The view of Keynes that suddenly seem to like best. (UPI)

By Steven Pearlstein

It's curious to hear Republicans suddenly talking about the urgent need for fiscal stimulus. For the past eight years, including the darkest days of the Great Recession, they tried to convince us that fiscal stimulus doesn't work, and that the only way to really boost economic growth is to cut the budget deficit. But now that they are about to get their hands on the federal checkbook, Republicans have decided that we are all Keynesians once again.

To anyone serious about economic analysis, it should be obvious that we don't need Keynesian stimulus at the moment. The unemployment rate is at 4.6 percent, which is about as close to full employment as it gets. The economy is producing more than 175,000 jobs each month, with many industries complaining they could add more if there were trained workers to hire. Wages are rising faster than they have in a decade, and faster than productivity is rising. Corporate profits and share prices are at record levels. And thanks to aggressive bond buying (and bond holding) by the Federal Reserve, monetary policy is still extraordinarily accommodative. Keynes himself would never have suggested that this is an appropriate time to use the government's taxing and spending powers to boost the economy. In fact, seeing the developing bubble in stock and real estate markets, Keynes probably would be recommending a budget surplus right about now.

It is true that factory utilization is still a bit below its historical average, but you would expect that in a de-industrializing economy. And while parts of the country are still suffering from that deindustrialization, there is no evidence that a burst in government or private spending will, to any substantial degree, make its way to those communities, their unemployed and under-skilled workers or their uncompetitive companies. In the jargon of economics, their problems are structural, not cyclical. That's a harsh reality, but a reality nonetheless.

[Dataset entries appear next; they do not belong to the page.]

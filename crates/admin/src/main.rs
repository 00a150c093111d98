//! peduli-admin: batch actions on the donation platform's admin lists.
//!
//! Fetches one page of an entity list, selects rows on it, and runs batch
//! delete or batch status changes through the orchestrator. Notifications
//! go to stderr; tables and reports go to stdout.

use std::process::ExitCode;
use std::sync::Arc;

use anyhow::{Context, Result};
use clap::{Args, Parser, Subcommand};
use peduli_client::HttpEntityApi;
use peduli_core::lifecycle::EntityKind;
use peduli_core::list_view::ListController;
use peduli_core::notify::NotificationBus;
use peduli_core::orchestrator::{BatchActionOrchestrator, BatchRun};
use peduli_core::remote::{AlwaysConfirm, Confirmer, ListQuery, DEFAULT_PAGE_LIMIT};
use peduli_core::types::DbId;
use tracing_subscriber::{layer::SubscriberExt, util::SubscriberInitExt};

mod config;
mod terminal;

use config::AdminConfig;

#[derive(Parser, Debug)]
#[command(name = "peduli-admin")]
#[command(version, about, long_about = None)]
struct Cli {
    /// Skip the confirmation prompt
    #[arg(short, long, global = true)]
    yes: bool,

    #[command(subcommand)]
    command: Commands,
}

#[derive(Subcommand, Debug)]
enum Commands {
    /// Show one page of rows
    #[command(alias = "ls")]
    List {
        #[arg(value_parser = EntityKind::from_str_value)]
        kind: EntityKind,

        #[command(flatten)]
        query: QueryArgs,
    },

    /// Delete rows whose status still allows it
    Delete {
        #[arg(value_parser = EntityKind::from_str_value)]
        kind: EntityKind,

        #[command(flatten)]
        target: Target,

        #[command(flatten)]
        query: QueryArgs,
    },

    /// Move rows to another status
    SetStatus {
        #[arg(value_parser = EntityKind::from_str_value)]
        kind: EntityKind,

        /// Target status, e.g. `dijadwalkan`
        #[arg(value_name = "STATUS")]
        new_status: String,

        #[command(flatten)]
        target: Target,

        /// Note sent along with the status change
        #[arg(long)]
        note: Option<String>,

        #[command(flatten)]
        query: QueryArgs,
    },

    /// Print a kind's status table
    Badges {
        #[arg(value_parser = EntityKind::from_str_value)]
        kind: EntityKind,
    },
}

/// Which page to fetch.
#[derive(Args, Debug, Clone)]
struct QueryArgs {
    /// Only rows in this status
    #[arg(long)]
    status: Option<String>,

    /// Free-text search
    #[arg(long)]
    search: Option<String>,

    /// Sort column, `-` prefix for descending
    #[arg(long, allow_hyphen_values = true)]
    sort: Option<String>,

    #[arg(long, default_value_t = DEFAULT_PAGE_LIMIT)]
    limit: u32,

    #[arg(long, default_value_t = 0)]
    offset: u32,
}

impl From<QueryArgs> for ListQuery {
    fn from(args: QueryArgs) -> Self {
        ListQuery {
            limit: args.limit,
            offset: args.offset,
            status: args.status,
            search: args.search,
            sort: args.sort,
        }
    }
}

/// Rows to act on. Both forms select only from the fetched page.
#[derive(Args, Debug, Clone)]
#[group(required = true, multiple = false)]
struct Target {
    /// Comma-separated row ids
    #[arg(long, value_delimiter = ',', num_args = 1..)]
    ids: Vec<DbId>,

    /// Every row on the fetched page
    #[arg(long)]
    all_visible: bool,
}

#[tokio::main]
async fn main() -> Result<ExitCode> {
    dotenvy::dotenv().ok();
    init_tracing();

    let cli = Cli::parse();
    let config = AdminConfig::from_env().context("Invalid configuration")?;
    tracing::debug!(
        api = %config.client.base_url,
        concurrency = config.batch_concurrency,
        "Loaded admin configuration"
    );

    let bus = Arc::new(NotificationBus::default());
    let printer = terminal::spawn_printer(bus.subscribe());

    let result = run(cli, &config, Arc::clone(&bus)).await;

    // Closing the bus lets the printer drain and exit.
    drop(bus);
    let _ = printer.await;

    result
}

/// `LOG_FORMAT=json` switches to JSON lines. Logs go to stderr.
fn init_tracing() {
    let json = std::env::var("LOG_FORMAT").is_ok_and(|f| f.eq_ignore_ascii_case("json"));
    tracing_subscriber::registry()
        .with(
            tracing_subscriber::EnvFilter::try_from_default_env()
                .unwrap_or_else(|_| "peduli_admin=info,peduli_core=info".into()),
        )
        .with(json.then(|| {
            tracing_subscriber::fmt::layer()
                .json()
                .with_writer(std::io::stderr)
        }))
        .with((!json).then(|| tracing_subscriber::fmt::layer().with_writer(std::io::stderr)))
        .init();
}

async fn run(cli: Cli, config: &AdminConfig, bus: Arc<NotificationBus>) -> Result<ExitCode> {
    let confirmer: Arc<dyn Confirmer> = if cli.yes {
        Arc::new(AlwaysConfirm)
    } else {
        Arc::new(terminal::StdinConfirmer)
    };

    match cli.command {
        Commands::Badges { kind } => {
            print!("{}", terminal::render_badges(kind));
            Ok(ExitCode::SUCCESS)
        }
        Commands::List { kind, query } => {
            let view = open_view(config, kind, query.into()).await?;
            print_view(&view);
            Ok(ExitCode::SUCCESS)
        }
        Commands::Delete {
            kind,
            target,
            query,
        } => {
            let view = open_view(config, kind, query.into()).await?;
            select(&view, &target)?;
            let orchestrator = orchestrator(config, bus, confirmer)?;
            let run = orchestrator.delete_selected(&view).await?;
            Ok(report(&view, run))
        }
        Commands::SetStatus {
            kind,
            new_status,
            target,
            note,
            query,
        } => {
            let view = open_view(config, kind, query.into()).await?;
            select(&view, &target)?;
            let metadata = match note {
                Some(note) => serde_json::json!({ "note": note }),
                None => serde_json::json!({}),
            };
            let orchestrator = orchestrator(config, bus, confirmer)?;
            let run = orchestrator
                .patch_status_selected(&view, &new_status, metadata)
                .await?;
            Ok(report(&view, run))
        }
    }
}

async fn open_view(
    config: &AdminConfig,
    kind: EntityKind,
    query: ListQuery,
) -> Result<ListController<HttpEntityApi>> {
    let api = Arc::new(HttpEntityApi::new(&config.client)?);
    let view = ListController::with_query(api, kind, query);
    view.refresh()
        .await
        .with_context(|| format!("Failed to load {}", kind.resource_path()))?;
    Ok(view)
}

fn orchestrator(
    config: &AdminConfig,
    bus: Arc<NotificationBus>,
    confirmer: Arc<dyn Confirmer>,
) -> Result<BatchActionOrchestrator> {
    Ok(BatchActionOrchestrator::new(bus)
        .with_confirmer(confirmer)
        .with_concurrency(config.batch_concurrency)?)
}

fn select(view: &ListController<HttpEntityApi>, target: &Target) -> Result<()> {
    if target.all_visible {
        view.toggle_all()?;
        return Ok(());
    }
    for &id in &target.ids {
        if !view.is_selected(id) {
            view.toggle(id)
                .with_context(|| format!("Row {id} is not on the fetched page"))?;
        }
    }
    Ok(())
}

fn print_view(view: &ListController<HttpEntityApi>) {
    print!(
        "{}",
        terminal::render_rows(
            view.kind(),
            &view.rows(),
            view.total(),
            view.query().offset,
            &view.selected_ids(),
        )
    );
}

/// Print the outcome and pick the exit code.
fn report(view: &ListController<HttpEntityApi>, run: BatchRun<peduli_client::ClientError>) -> ExitCode {
    match run {
        BatchRun::NothingSelected => {
            println!("Nothing selected.");
            ExitCode::FAILURE
        }
        BatchRun::NothingEligible { skipped } => {
            println!("None of the {} selected rows allow this action.", skipped.len());
            ExitCode::FAILURE
        }
        BatchRun::Declined => {
            println!("Cancelled.");
            ExitCode::SUCCESS
        }
        BatchRun::Completed(report) => {
            for failure in &report.outcome.failed {
                println!("  {} failed: {}", failure.id, failure_reason(&failure.error));
            }
            print_view(view);
            if !report.outcome.failed.is_empty() {
                let ids: Vec<String> = view.selected_ids().iter().map(DbId::to_string).collect();
                println!("Still selected for retry: {}", ids.join(", "));
            }
            tracing::info!(
                run_id = %report.run_id,
                succeeded = report.outcome.succeeded.len(),
                failed = report.outcome.failed.len(),
                skipped = report.skipped.len(),
                "Batch run complete"
            );
            if report.outcome.failed.is_empty() && report.refresh_error.is_none() {
                ExitCode::SUCCESS
            } else {
                ExitCode::FAILURE
            }
        }
    }
}

fn failure_reason(error: &peduli_core::batch::ItemError<peduli_client::ClientError>) -> String {
    match error {
        peduli_core::batch::ItemError::Failed(err) => err.reason(),
        other => other.to_string(),
    }
}

#[cfg(test)]
mod tests {
    use assert_matches::assert_matches;

    use super::*;

    fn parse(args: &[&str]) -> Result<Cli, clap::Error> {
        Cli::try_parse_from(std::iter::once("peduli-admin").chain(args.iter().copied()))
    }

    #[test]
    fn cli_definition_is_consistent() {
        use clap::CommandFactory;
        Cli::command().debug_assert();
    }

    #[test]
    fn delete_accepts_comma_separated_ids() {
        let cli = parse(&["delete", "banner", "--ids", "3,5,8", "--yes"]).unwrap();
        assert!(cli.yes);
        assert_matches!(
            cli.command,
            Commands::Delete { kind: EntityKind::Banner, target, .. } if target.ids == vec![3, 5, 8]
        );
    }

    #[test]
    fn target_is_required_and_exclusive() {
        assert!(parse(&["delete", "donation"]).is_err());
        assert!(parse(&["delete", "donation", "--ids", "1", "--all-visible"]).is_err());
    }

    #[test]
    fn set_status_keeps_filter_and_target_apart() {
        let cli = parse(&[
            "set-status",
            "pickup_request",
            "dijadwalkan",
            "--status",
            "baru",
            "--all-visible",
            "--note",
            "Ambil pagi",
        ])
        .unwrap();
        let Commands::SetStatus {
            kind,
            new_status,
            target,
            note,
            query,
        } = cli.command
        else {
            panic!("expected set-status");
        };
        assert_eq!(kind, EntityKind::PickupRequest);
        assert_eq!(new_status, "dijadwalkan");
        assert!(target.all_visible);
        assert_eq!(note.as_deref(), Some("Ambil pagi"));
        assert_eq!(query.status.as_deref(), Some("baru"));
    }

    #[test]
    fn unknown_kind_is_rejected() {
        let err = parse(&["list", "donors"]).unwrap_err();
        assert!(err.to_string().contains("Invalid entity kind"));
    }

    #[test]
    fn query_args_map_onto_list_query() {
        let cli = parse(&["list", "article", "--sort", "-published_at", "--limit", "50"]).unwrap();
        let Commands::List { query, .. } = cli.command else {
            panic!("expected list");
        };
        let query = ListQuery::from(query);
        assert_eq!(query.limit, 50);
        assert_eq!(query.offset, 0);
        assert_eq!(query.sort.as_deref(), Some("-published_at"));
    }
}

At this point someone will surely point to the several million working-age males who have dropped out of the labor market and are now said to spend their days watching porn and playing video games. This has been a decades-long, secular decline that remains poorly understood. Some of the presumed causes are worrisome: low wages for unskilled workers, an increase in disability claims, more black market activities, an epidemic of drug addiction and the increase in incarceration rates. Other factors are more likely to be celebrated: more stay-at-home dads with wives who are working and earning higher pay, more people going back to college or earning advanced degrees, more Wall St. and tech millionaires retiring to the beach. None of these trends, however, is likely to abate with a sudden boost of fiscal stimulus.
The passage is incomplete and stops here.